Today’s Wall Street Journal gives us an insight in to the makeover underway in the Google search department.
Over the next few months, Google’s search engine will begin spitting out more than a list of blue Web links. It will also present more facts and direct answers to queries at the top of the search-results page.
They are going about this by developing the search engine [that] will better match search queries with a database containing hundreds of millions of “entities”—people, places and things—which the company has quietly amassed in the past two years.
The ‘amassing’ got a kick start in 2010 with the Metaweb acquisition that brought Freebase and it’s 12 Million entities into the Google fold. This is now continuing with harvesting of html embedded, schema.org encoded, structured data that is starting to spread across the web.
The encouragement for webmasters and SEO folks to go to the trouble of inserting this information in to their html is the prospect of a better result display for their page – Rich Snippets. A nice trade-off from Google – you embed the information we want/need for a better search and we will give you better results.
The premise of what Google are are up to is that it will deliver better search. Yes this should be true, however I would suggest that the major benefit to us mortal Googlers will be better results. The search engine should appear to have greater intuition as to what we are looking for, but what we also should get is more information about the things that it finds for us. This is the step-change. We will be getting, in addition to web page links, information about things – the location, altitude, average temperature or salt content of a lake. Whereas today you would only get links to the lake’s visitors centre or a Wikipedia page.
Another example quoted in the article:
…people who search for a particular novelist like Ernest Hemingway could, under the new system, find a list of the author’s books they could browse through and information pages about other related authors or books, according to people familiar with the company’s plans.
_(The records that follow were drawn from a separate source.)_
//! Configuration management for tripplanner.
//!
//! This module provides configuration loading and validation using figment,
//! supporting TOML config files, environment variables, and defaults.

use std::path::PathBuf;

use figment::{
    providers::{Env, Format, Serialized, Toml},
    Figment,
};
use serde::{Deserialize, Serialize};

use crate::error::{Error, Result};
use crate::model::DEFAULT_BUDGET_TOTAL;
use crate::persistence::User;
use crate::storage::local::DEFAULT_STATE_KEY;
use crate::store::StoreSettings;

/// Default configuration file name.
const CONFIG_FILE_NAME: &str = "config.toml";

/// Default data directory name.
const DATA_DIR_NAME: &str = "tripplanner";

/// Default local storage file name.
const LOCAL_DATABASE_FILE_NAME: &str = "local.db";

/// Default document store file name.
const REMOTE_DATABASE_FILE_NAME: &str = "remote.db";

/// Placeholder replaced by the trip title in the cover image template.
pub const TITLE_PLACEHOLDER: &str = "{title}";

/// Application configuration.
///
/// Configuration is loaded from (in order of precedence, highest first):
/// 1. Environment variables (prefixed with `TRIPPLANNER_`, `__` between sections)
/// 2. TOML config file at `~/.config/tripplanner/config.toml`
/// 3. Default values
#[derive(Debug, Clone, Default, PartialEq, Serialize, Deserialize)]
#[serde(default)]
pub struct Config {
    /// Local mirror configuration.
    pub local: LocalConfig,
    /// Remote document store configuration.
    pub remote: RemoteConfig,
    /// Identity used when signing in.
    pub auth: AuthConfig,
    /// Defaults for new trips.
    pub trips: TripsConfig,
}

/// Local mirror configuration.
#[derive(Debug, Clone, PartialEq, Serialize, Deserialize)]
#[serde(default)]
pub struct LocalConfig {
    /// Path to the local storage database.
    /// Defaults to `~/.local/share/tripplanner/local.db`
    pub database_path: Option<PathBuf>,
    /// Key the application state is stored under.
    pub state_key: String,
}

/// Remote document store configuration.
#[derive(Debug, Clone, Default, PartialEq, Serialize, Deserialize)]
#[serde(default)]
pub struct RemoteConfig {
    /// Path to the document store database.
    /// Defaults to `~/.local/share/tripplanner/remote.db`
    pub database_path: Option<PathBuf>,
}

/// Identity produced by sign-in. Without a uid, sign-in fails.
#[derive(Debug, Clone, Default, PartialEq, Eq, Serialize, Deserialize)]
#[serde(default)]
pub struct AuthConfig {
    /// Stable user id.
    pub uid: Option<String>,
    /// Email address.
    pub email: Option<String>,
    /// Avatar URL.
    pub photo_url: Option<String>,
    /// Display name.
    pub display_name: Option<String>,
}

/// Defaults applied to new trips.
#[derive(Debug, Clone, PartialEq, Serialize, Deserialize)]
#[serde(default)]
pub struct TripsConfig {
    /// Budget total of a new trip.
    pub default_budget: f64,
    /// Cover image URL used when none is given; `{title}` is replaced.
    pub cover_image_template: String,
    /// Show the preview trip when there are no trips.
    pub seed: bool,
}

impl Default for LocalConfig {
    fn default() -> Self {
        Self {
            database_path: None,
            state_key: DEFAULT_STATE_KEY.to_string(),
        }
    }
}

impl Default for TripsConfig {
    fn default() -> Self {
        Self {
            default_budget: DEFAULT_BUDGET_TOTAL,
            cover_image_template: "https://picsum.photos/seed/{title}/800/400".to_string(),
            seed: true,
        }
    }
}

impl Config {
    /// Load configuration from all sources.
    ///
    /// # Errors
    ///
    /// Returns an error if configuration loading or parsing fails.
    pub fn load() -> Result<Self> {
        Self::load_from(None)
    }

    /// Load configuration with an optional custom config path.
    ///
    /// # Errors
    ///
    /// Returns an error if configuration loading or parsing fails.
    pub fn load_from(config_path: Option<PathBuf>) -> Result<Self> {
        let config_file = config_path.unwrap_or_else(Self::default_config_path);

        let figment = Figment::new()
            .merge(Serialized::defaults(Config::default()))
            .merge(Toml::file(&config_file).nested())
            .merge(Env::prefixed("TRIPPLANNER_").split("__"));

        let config: Config = figment.extract()?;
        config.validate()?;
        Ok(config)
    }

    /// Get the default configuration file path.
    #[must_use]
    pub fn default_config_path() -> PathBuf {
        dirs::config_dir()
            .unwrap_or_else(|| PathBuf::from(".config"))
            .join(DATA_DIR_NAME)
            .join(CONFIG_FILE_NAME)
    }

    /// Get the default data directory path.
    #[must_use]
    pub fn default_data_dir() -> PathBuf {
        dirs::data_local_dir()
            .unwrap_or_else(|| PathBuf::from(".local/share"))
            .join(DATA_DIR_NAME)
    }

    /// Validate the configuration.
    ///
    /// # Errors
    ///
    /// Returns an error if any configuration values are invalid.
    pub fn validate(&self) -> Result<()> {
        if self.local.state_key.trim().is_empty() {
            return Err(Error::ConfigValidation {
                message: "local.state_key must not be empty".to_string(),
            });
        }

        let budget = self.trips.default_budget;
        if !budget.is_finite() || budget < 0.0 {
            return Err(Error::ConfigValidation {
                message: format!("trips.default_budget must be a non-negative number, got {budget}"),
            });
        }

        if !self.trips.cover_image_template.contains(TITLE_PLACEHOLDER) {
            return Err(Error::ConfigValidation {
                message: format!(
                    "trips.cover_image_template must contain {TITLE_PLACEHOLDER}"
                ),
            });
        }

        if let Some(uid) = &self.auth.uid {
            if uid.trim().is_empty() {
                return Err(Error::ConfigValidation {
                    message: "auth.uid must not be empty when set".to_string(),
                });
            }
        }

        Ok(())
    }

    /// Get the local storage path, resolving defaults if not set.
    #[must_use]
    pub fn local_database_path(&self) -> PathBuf {
        self.local
            .database_path
            .clone()
            .unwrap_or_else(|| Self::default_data_dir().join(LOCAL_DATABASE_FILE_NAME))
    }

    /// Get the document store path, resolving defaults if not set.
    #[must_use]
    pub fn remote_database_path(&self) -> PathBuf {
        self.remote
            .database_path
            .clone()
            .unwrap_or_else(|| Self::default_data_dir().join(REMOTE_DATABASE_FILE_NAME))
    }

    /// The configured sign-in identity, if a uid is set.
    #[must_use]
    pub fn identity(&self) -> Option<User> {
        self.auth.uid.as_ref().map(|uid| User {
            uid: uid.clone(),
            email: self.auth.email.clone(),
            photo_url: self.auth.photo_url.clone(),
            display_name: self.auth.display_name.clone(),
        })
    }

    /// Trip store settings derived from the `[trips]` section.
    #[must_use]
    pub fn store_settings(&self) -> StoreSettings {
        StoreSettings {
            default_budget: self.trips.default_budget,
            cover_image_template: self.trips.cover_image_template.clone(),
            seed: self.trips.seed,
        }
    }
}

#[cfg(test)]
mod tests {
    use super::*;

    #[test]
    fn test_default_config() {
        let config = Config::default();

        assert_eq!(config.local.state_key, "us_travel_planner_v7");
        assert!(config.local.database_path.is_none());
        assert!(config.remote.database_path.is_none());
        assert!(config.auth.uid.is_none());
        assert!(config.trips.seed);
    }

    #[test]
    fn test_default_trips_config() {
        let trips = TripsConfig::default();

        assert!((trips.default_budget - 2000.0).abs() < f64::EPSILON);
        assert!(trips.cover_image_template.contains("{title}"));
    }

    #[test]
    fn test_validate_valid_config() {
        let config = Config::default();
        assert!(config.validate().is_ok());
    }

    #[test]
    fn test_validate_empty_state_key() {
        let mut config = Config::default();
        config.local.state_key = "  ".to_string();

        let err = config.validate().unwrap_err().to_string();
        assert!(err.contains("state_key"));
    }

    #[test]
    fn test_validate_negative_budget() {
        let mut config = Config::default();
        config.trips.default_budget = -1.0;

        let err = config.validate().unwrap_err().to_string();
        assert!(err.contains("default_budget"));
    }

    #[test]
    fn test_validate_nan_budget() {
        let mut config = Config::default();
        config.trips.default_budget = f64::NAN;
        assert!(config.validate().is_err());
    }

    #[test]
    fn test_validate_template_without_placeholder() {
        let mut config = Config::default();
        config.trips.cover_image_template = "https://example.com/cover.jpg".to_string();

        let err = config.validate().unwrap_err().to_string();
        assert!(err.contains("cover_image_template"));
    }

    #[test]
    fn test_validate_empty_uid() {
        let mut config = Config::default();
        config.auth.uid = Some(String::new());

        let err = config.validate().unwrap_err().to_string();
        assert!(err.contains("auth.uid"));
    }

    #[test]
    fn test_local_database_path_default() {
        let config = Config::default();
        let path = config.local_database_path();

        assert!(path.to_string_lossy().contains("tripplanner"));
        assert!(path.to_string_lossy().contains("local.db"));
    }

    #[test]
    fn test_remote_database_path_custom() {
        let mut config = Config::default();
        config.remote.database_path = Some(PathBuf::from("/custom/remote.db"));

        assert_eq!(
            config.remote_database_path(),
            PathBuf::from("/custom/remote.db")
        );
    }

    #[test]
    fn test_identity() {
        let mut config = Config::default();
        assert!(config.identity().is_none());

        config.auth.uid = Some("u1".to_string());
        config.auth.email = Some("me@example.com".to_string());
        let user = config.identity().unwrap();
        assert_eq!(user.uid, "u1");
        assert_eq!(user.email.as_deref(), Some("me@example.com"));
    }

    #[test]
    fn test_store_settings() {
        let mut config = Config::default();
        config.trips.default_budget = 750.0;
        config.trips.seed = false;

        let settings = config.store_settings();
        assert!((settings.default_budget - 750.0).abs() < f64::EPSILON);
        assert!(!settings.seed);
    }

    #[test]
    fn test_default_config_path() {
        let path = Config::default_config_path();
        assert!(path.to_string_lossy().contains("tripplanner"));
        assert!(path.to_string_lossy().contains("config.toml"));
    }

    #[test]
    fn test_load_nonexistent_config() {
        // Loading from a nonexistent path should work (uses defaults)
        let result = Config::load_from(Some(PathBuf::from("/nonexistent/config.toml")));
        assert!(result.is_ok());

        let config = result.unwrap();
        assert_eq!(config, Config::default());
    }

    #[test]
    fn test_trips_config_deserialize() {
        let json = r#"{"default_budget": 1500.0}"#;
        let trips: TripsConfig = serde_json::from_str(json).unwrap();
        assert!((trips.default_budget - 1500.0).abs() < f64::EPSILON);
        assert!(trips.seed);
    }

    #[test]
    fn test_config_serialize() {
        let json = serde_json::to_string(&Config::default()).unwrap();
        assert!(json.contains("state_key"));
        assert!(json.contains("cover_image_template"));
    }
}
Presumably Google could suggest books to buy, too.
Many in the library community may note this with scepticism, and as being a too simplistic approach to something that they have been striving towards for for many years with only limited success. I would say that they should be helping the search engine supplier(s) do this right and be part of the process. There is great danger that, for better or worse, whatever Google does will make the library search interface irrelevant.
As an advocate for linked data, it is great to see the benefits of defining entities and describing the relationships between them being taken seriously. I’m not sure I buy into the term ‘Semantic Search’ as a name for what will result. I tend more towards ‘Semantic Discovery’ which is more descriptive of where the semantics kick in – in the relationship between a searched for thing and it’s attributes and other entities. However I’ve been around far too long to get hung up about labels.
Whilst we are on the topic of labels, I am in danger of stepping in to the almost religious debate about the relative merits of microdata and RDFa as the encoding method for embedding the schema.org. Google recognises both, both are ugly for humans to hand code, and web masters should not have to care. Once the CMS suppliers get up to speed in supplying the modules to automatically embed this stuff, as per this Drupal module, they won’t have to care.
I welcome this. Yet it is only a symptom of something much bigger and game-changing as I postulated last month A Data 7th Wave is Approaching.